Mientras Bolstad estaba en el laboratorio, NIWA le preguntó si podía identificar un pequeño espécimen que se recolectó por separado. El calamar, que parecía un burrito diminuto, era el escurridizo e icónico calamar cuerno de carnero.espirula espirula. La especie recibe su nombre común de un caparazón delicadamente arremolinado dentro de su cuerpo, que se podía ver sobresaliendo del manto.

Crédito: kat bolstad
El calamar cuerno de carnero, espirula espirula, luciendo bastante majestuoso en la muerte.

El desempaquetado de calamares de este año descubrió al menos 30 especies que aún no se han descrito ni nombrado, dijo Bolstad. “Es la oportunidad de potencialmente abrir una caja y realmente hacer un descubrimiento”, dijo. “Experimentar sacar algo de una caja que una o dos personas han visto antes”, agregó.
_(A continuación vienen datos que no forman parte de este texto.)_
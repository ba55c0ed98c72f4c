// Copyright (c) 2025 Ronan LE MEILLAT, SCTG Development
// This file is part of the scada-acquisition project and is licensed under the
// SCTG Development Non-Commercial License v1.0 (see LICENSE.md for details).

//! Tests for the simulated controller's Modbus service
//!
//! These tests start a controller on an ephemeral port and talk to it with a
//! plain Modbus client. Reads, writes and error conditions are checked at the
//! protocol level.

use std::net::SocketAddr;
use std::time::Duration;

use tokio_modbus::prelude::*;

use scada_acquisition::config::ControllerConfig;
use scada_acquisition::daemon::VirtualPlc;

/// Start a controller whose generator is effectively idle during a test.
async fn start_test_controller() -> Result<(VirtualPlc, SocketAddr), Box<dyn std::error::Error>> {
    let config = ControllerConfig {
        port: 0,
        tick_interval_ms: 3_600_000,
        seed: Some(1),
        ..ControllerConfig::default()
    };
    let plc = VirtualPlc::start(&config).await?;
    let socket_addr = plc.local_addr();
    println!("Test controller started on: {}", socket_addr);
    Ok((plc, socket_addr))
}

#[tokio::test]
async fn test_read_holding_registers() -> Result<(), Box<dyn std::error::Error>> {
    let (_plc, socket_addr) = start_test_controller().await?;
    let mut ctx = tcp::connect(socket_addr).await?;

    // Temperatures start at 25.0, 25.0 and 22.0 with a 0.1 scale
    let data = ctx.read_holding_registers(0, 3).await??;
    assert_eq!(data, vec![250, 250, 220]);

    let data = ctx.read_holding_registers(10, 3).await??;
    assert_eq!(data, vec![2000, 500, 800]);

    let data = ctx.read_holding_registers(30, 2).await??;
    assert_eq!(data, vec![1250, 850]);

    ctx.disconnect().await?;
    Ok(())
}

#[tokio::test]
async fn test_read_coils() -> Result<(), Box<dyn std::error::Error>> {
    let (_plc, socket_addr) = start_test_controller().await?;
    let mut ctx = tcp::connect(socket_addr).await?;

    let data = ctx.read_coils(20, 4).await??;
    assert_eq!(data, vec![true, false, false, true]);

    ctx.disconnect().await?;
    Ok(())
}

#[tokio::test]
async fn test_write_single_register() -> Result<(), Box<dyn std::error::Error>> {
    let (plc, socket_addr) = start_test_controller().await?;
    let mut ctx = tcp::connect(socket_addr).await?;

    ctx.write_single_register(2, 250).await??;

    let data = ctx.read_holding_registers(2, 1).await??;
    assert_eq!(data[0], 250);

    // The controller side sees the same value
    let image = plc.image();
    assert_eq!(image.lock().unwrap().register(2), Some(250));

    ctx.disconnect().await?;
    Ok(())
}

#[tokio::test]
async fn test_write_multiple_registers_is_all_or_nothing() -> Result<(), Box<dyn std::error::Error>> {
    let (_plc, socket_addr) = start_test_controller().await?;
    let mut ctx = tcp::connect(socket_addr).await?;

    ctx.write_multiple_registers(10, &[1900, 550, 750]).await??;
    let data = ctx.read_holding_registers(10, 3).await??;
    assert_eq!(data, vec![1900, 550, 750]);

    // 2300 is above the hydraulic pressure limit: nothing is written
    let result = ctx.write_multiple_registers(10, &[1850, 2300]).await?;
    assert_eq!(result, Err(ExceptionCode::IllegalDataValue));
    let data = ctx.read_holding_registers(10, 2).await??;
    assert_eq!(data, vec![1900, 550]);

    ctx.disconnect().await?;
    Ok(())
}

#[tokio::test]
async fn test_write_coils() -> Result<(), Box<dyn std::error::Error>> {
    let (_plc, socket_addr) = start_test_controller().await?;
    let mut ctx = tcp::connect(socket_addr).await?;

    ctx.write_single_coil(22, true).await??;
    ctx.write_multiple_coils(20, &[false, true]).await??;

    let data = ctx.read_coils(20, 4).await??;
    assert_eq!(data, vec![false, true, true, true]);

    ctx.disconnect().await?;
    Ok(())
}

#[tokio::test]
async fn test_counter_cannot_be_lowered() -> Result<(), Box<dyn std::error::Error>> {
    let (_plc, socket_addr) = start_test_controller().await?;
    let mut ctx = tcp::connect(socket_addr).await?;

    let result = ctx.write_single_register(30, 1000).await?;
    assert_eq!(result, Err(ExceptionCode::IllegalDataValue));

    ctx.write_single_register(30, 1300).await??;
    let data = ctx.read_holding_registers(30, 1).await??;
    assert_eq!(data[0], 1300);

    ctx.disconnect().await?;
    Ok(())
}

#[tokio::test]
async fn test_invalid_addresses_and_functions() -> Result<(), Box<dyn std::error::Error>> {
    let (_plc, socket_addr) = start_test_controller().await?;
    let mut ctx = tcp::connect(socket_addr).await?;

    // Address 3 is a gap between cabin_temp and the pressures
    let result = ctx.read_holding_registers(0, 4).await?;
    assert_eq!(result, Err(ExceptionCode::IllegalDataAddress));

    let result = ctx.read_coils(100, 1).await?;
    assert_eq!(result, Err(ExceptionCode::IllegalDataAddress));

    let result = ctx.write_single_register(100, 1).await?;
    assert_eq!(result, Err(ExceptionCode::IllegalDataAddress));

    let result = ctx.read_input_registers(0, 1).await?;
    assert_eq!(result, Err(ExceptionCode::IllegalFunction));

    ctx.disconnect().await?;
    Ok(())
}

#[tokio::test]
async fn test_generator_keeps_values_in_bounds() -> Result<(), Box<dyn std::error::Error>> {
    let config = ControllerConfig {
        port: 0,
        tick_interval_ms: 5,
        seed: Some(99),
        ..ControllerConfig::default()
    };
    let plc = VirtualPlc::start(&config).await?;
    let mut ctx = tcp::connect(plc.local_addr()).await?;

    tokio::time::sleep(Duration::from_millis(300)).await;
    assert!(plc.image().lock().unwrap().ticks() > 0);

    let temps = ctx.read_holding_registers(0, 3).await??;
    assert!(temps[..2].iter().all(|t| (200..=1500).contains(t)), "{temps:?}");
    assert!((180..=300).contains(&temps[2]), "{temps:?}");

    let pressures = ctx.read_holding_registers(10, 3).await??;
    assert!((1800..=2200).contains(&pressures[0]), "{pressures:?}");
    assert!((450..=600).contains(&pressures[1]), "{pressures:?}");
    assert!((700..=900).contains(&pressures[2]), "{pressures:?}");

    let counters = ctx.read_holding_registers(30, 2).await??;
    assert!(counters[0] >= 1250 && counters[1] >= 850, "{counters:?}");

    ctx.disconnect().await?;
    plc.shutdown();
    plc.join().await?;
    Ok(())
}

#[tokio::test]
async fn test_shutdown_stops_serving() -> Result<(), Box<dyn std::error::Error>> {
    let (plc, socket_addr) = start_test_controller().await?;
    let mut ctx = tcp::connect(socket_addr).await?;
    ctx.read_coils(20, 1).await??;

    plc.shutdown();
    assert!(!plc.is_running());

    // Requests on a connection that is still open fail cleanly
    match ctx.read_coils(20, 1).await {
        Ok(Err(code)) => assert_eq!(code, ExceptionCode::ServerDeviceFailure),
        Ok(Ok(data)) => panic!("controller answered after shutdown: {data:?}"),
        Err(_) => {}
    }

    plc.join().await?;

    // The listener is closed
    assert!(tcp::connect(socket_addr).await.is_err());
    Ok(())
}

#[tokio::test]
async fn test_bind_conflict_is_reported() -> Result<(), Box<dyn std::error::Error>> {
    let (_plc, socket_addr) = start_test_controller().await?;
    let config = ControllerConfig {
        port: socket_addr.port(),
        ..ControllerConfig::default()
    };
    let err = VirtualPlc::start(&config).await.err().expect("bind should fail");
    assert!(matches!(
        err,
        scada_acquisition::ControllerError::Bind { .. }
    ));
    Ok(())
}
El laboratorio de Bolstad conservó alrededor de 20 especímenes que se mantendrán en las colecciones del Museo de Nueva Zelanda Te Papa Tongarewa. Su laboratorio regresará a Wellington el próximo año o incluso antes para hacerlo todo de nuevo, desenvolviendo bolsas y desempacando cubos de pequeños calamares gigantes, calamares gigantes gigantes y muchos más calamares de todos los tamaños, observando todo lo que puedan antes de que se pudran.